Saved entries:

[Start of Attachment]

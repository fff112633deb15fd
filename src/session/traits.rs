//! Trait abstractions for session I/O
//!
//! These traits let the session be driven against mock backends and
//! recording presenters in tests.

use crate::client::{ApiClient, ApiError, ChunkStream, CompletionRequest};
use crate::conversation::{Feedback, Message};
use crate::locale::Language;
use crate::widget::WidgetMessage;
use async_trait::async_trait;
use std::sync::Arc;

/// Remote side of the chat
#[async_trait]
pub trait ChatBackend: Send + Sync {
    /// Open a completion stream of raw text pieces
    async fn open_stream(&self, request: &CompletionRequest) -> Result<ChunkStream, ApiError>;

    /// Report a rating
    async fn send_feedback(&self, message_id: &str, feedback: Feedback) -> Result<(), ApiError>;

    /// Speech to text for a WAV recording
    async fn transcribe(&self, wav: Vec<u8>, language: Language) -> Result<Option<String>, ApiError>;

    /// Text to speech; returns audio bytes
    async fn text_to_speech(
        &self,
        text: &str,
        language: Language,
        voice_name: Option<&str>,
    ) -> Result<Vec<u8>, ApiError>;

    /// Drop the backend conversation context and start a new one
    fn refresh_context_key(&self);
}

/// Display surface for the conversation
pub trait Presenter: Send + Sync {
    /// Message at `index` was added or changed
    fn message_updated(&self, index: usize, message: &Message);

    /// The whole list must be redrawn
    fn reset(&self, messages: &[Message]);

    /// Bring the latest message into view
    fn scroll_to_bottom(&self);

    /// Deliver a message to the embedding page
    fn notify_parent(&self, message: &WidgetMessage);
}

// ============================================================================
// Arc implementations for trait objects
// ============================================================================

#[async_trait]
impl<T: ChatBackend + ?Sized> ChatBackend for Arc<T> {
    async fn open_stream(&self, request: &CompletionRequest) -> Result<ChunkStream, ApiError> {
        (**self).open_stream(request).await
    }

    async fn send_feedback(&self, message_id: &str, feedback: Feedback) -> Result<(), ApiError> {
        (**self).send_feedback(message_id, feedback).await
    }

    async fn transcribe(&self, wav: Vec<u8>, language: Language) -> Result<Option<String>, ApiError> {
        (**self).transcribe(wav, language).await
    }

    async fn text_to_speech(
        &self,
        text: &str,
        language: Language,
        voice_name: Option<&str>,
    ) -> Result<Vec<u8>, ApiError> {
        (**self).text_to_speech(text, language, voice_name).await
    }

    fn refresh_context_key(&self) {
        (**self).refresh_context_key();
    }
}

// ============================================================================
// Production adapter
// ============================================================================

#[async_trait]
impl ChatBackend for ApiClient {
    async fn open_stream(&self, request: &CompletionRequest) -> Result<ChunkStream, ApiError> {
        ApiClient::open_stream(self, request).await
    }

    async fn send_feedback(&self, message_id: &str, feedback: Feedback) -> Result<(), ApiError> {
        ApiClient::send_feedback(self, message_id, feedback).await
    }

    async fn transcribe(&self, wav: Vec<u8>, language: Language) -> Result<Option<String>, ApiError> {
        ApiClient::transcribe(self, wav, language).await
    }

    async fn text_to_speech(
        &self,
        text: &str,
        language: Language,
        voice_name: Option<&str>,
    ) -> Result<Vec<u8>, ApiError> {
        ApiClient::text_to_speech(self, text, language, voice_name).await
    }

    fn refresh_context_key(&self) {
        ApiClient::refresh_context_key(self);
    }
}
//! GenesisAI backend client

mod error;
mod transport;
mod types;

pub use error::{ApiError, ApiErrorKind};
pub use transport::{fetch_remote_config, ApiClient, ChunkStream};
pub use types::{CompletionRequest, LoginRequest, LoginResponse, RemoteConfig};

[End of Attachment]
[Start of Attachment]

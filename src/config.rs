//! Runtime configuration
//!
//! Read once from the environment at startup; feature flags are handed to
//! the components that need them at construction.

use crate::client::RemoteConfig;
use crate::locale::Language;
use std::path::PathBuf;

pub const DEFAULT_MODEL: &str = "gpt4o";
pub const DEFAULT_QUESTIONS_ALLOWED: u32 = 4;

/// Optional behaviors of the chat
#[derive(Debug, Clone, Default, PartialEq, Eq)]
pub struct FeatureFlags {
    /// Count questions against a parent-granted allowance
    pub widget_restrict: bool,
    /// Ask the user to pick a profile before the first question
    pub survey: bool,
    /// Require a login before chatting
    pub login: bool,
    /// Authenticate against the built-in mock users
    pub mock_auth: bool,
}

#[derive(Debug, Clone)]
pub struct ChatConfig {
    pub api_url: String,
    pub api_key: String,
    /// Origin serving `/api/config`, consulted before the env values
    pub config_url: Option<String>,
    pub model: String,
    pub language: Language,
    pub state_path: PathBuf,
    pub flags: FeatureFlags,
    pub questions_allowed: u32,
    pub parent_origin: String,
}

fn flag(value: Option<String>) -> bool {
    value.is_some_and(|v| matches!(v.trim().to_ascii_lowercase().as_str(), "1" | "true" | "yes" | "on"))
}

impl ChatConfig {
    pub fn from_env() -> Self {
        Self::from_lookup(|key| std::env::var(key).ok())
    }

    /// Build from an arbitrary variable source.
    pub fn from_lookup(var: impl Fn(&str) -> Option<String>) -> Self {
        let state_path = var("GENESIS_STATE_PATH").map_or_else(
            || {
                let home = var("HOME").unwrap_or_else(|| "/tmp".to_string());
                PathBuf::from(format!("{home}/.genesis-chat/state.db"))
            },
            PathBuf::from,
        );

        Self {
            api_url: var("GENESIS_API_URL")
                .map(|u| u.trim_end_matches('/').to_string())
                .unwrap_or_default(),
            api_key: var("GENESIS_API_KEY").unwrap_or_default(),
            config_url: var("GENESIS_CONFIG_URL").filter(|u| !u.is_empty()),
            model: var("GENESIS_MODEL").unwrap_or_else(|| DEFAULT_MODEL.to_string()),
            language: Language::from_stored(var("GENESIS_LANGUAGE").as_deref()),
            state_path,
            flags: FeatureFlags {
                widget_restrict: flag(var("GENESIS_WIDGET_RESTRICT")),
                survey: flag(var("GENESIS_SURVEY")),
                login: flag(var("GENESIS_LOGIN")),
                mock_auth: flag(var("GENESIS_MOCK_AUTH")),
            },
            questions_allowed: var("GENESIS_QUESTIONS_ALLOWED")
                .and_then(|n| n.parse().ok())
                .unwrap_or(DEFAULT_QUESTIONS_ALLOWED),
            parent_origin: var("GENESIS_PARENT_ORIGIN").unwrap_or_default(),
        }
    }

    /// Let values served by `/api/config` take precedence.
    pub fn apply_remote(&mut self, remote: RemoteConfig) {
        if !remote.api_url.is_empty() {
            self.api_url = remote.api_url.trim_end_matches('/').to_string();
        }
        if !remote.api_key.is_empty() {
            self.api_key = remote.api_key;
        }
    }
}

[End of Attachment]

Determine which lines above include the word "recording", and report those lines in full.

Your solution:
//! recording presenters in tests.
    /// Speech to text for a WAV recording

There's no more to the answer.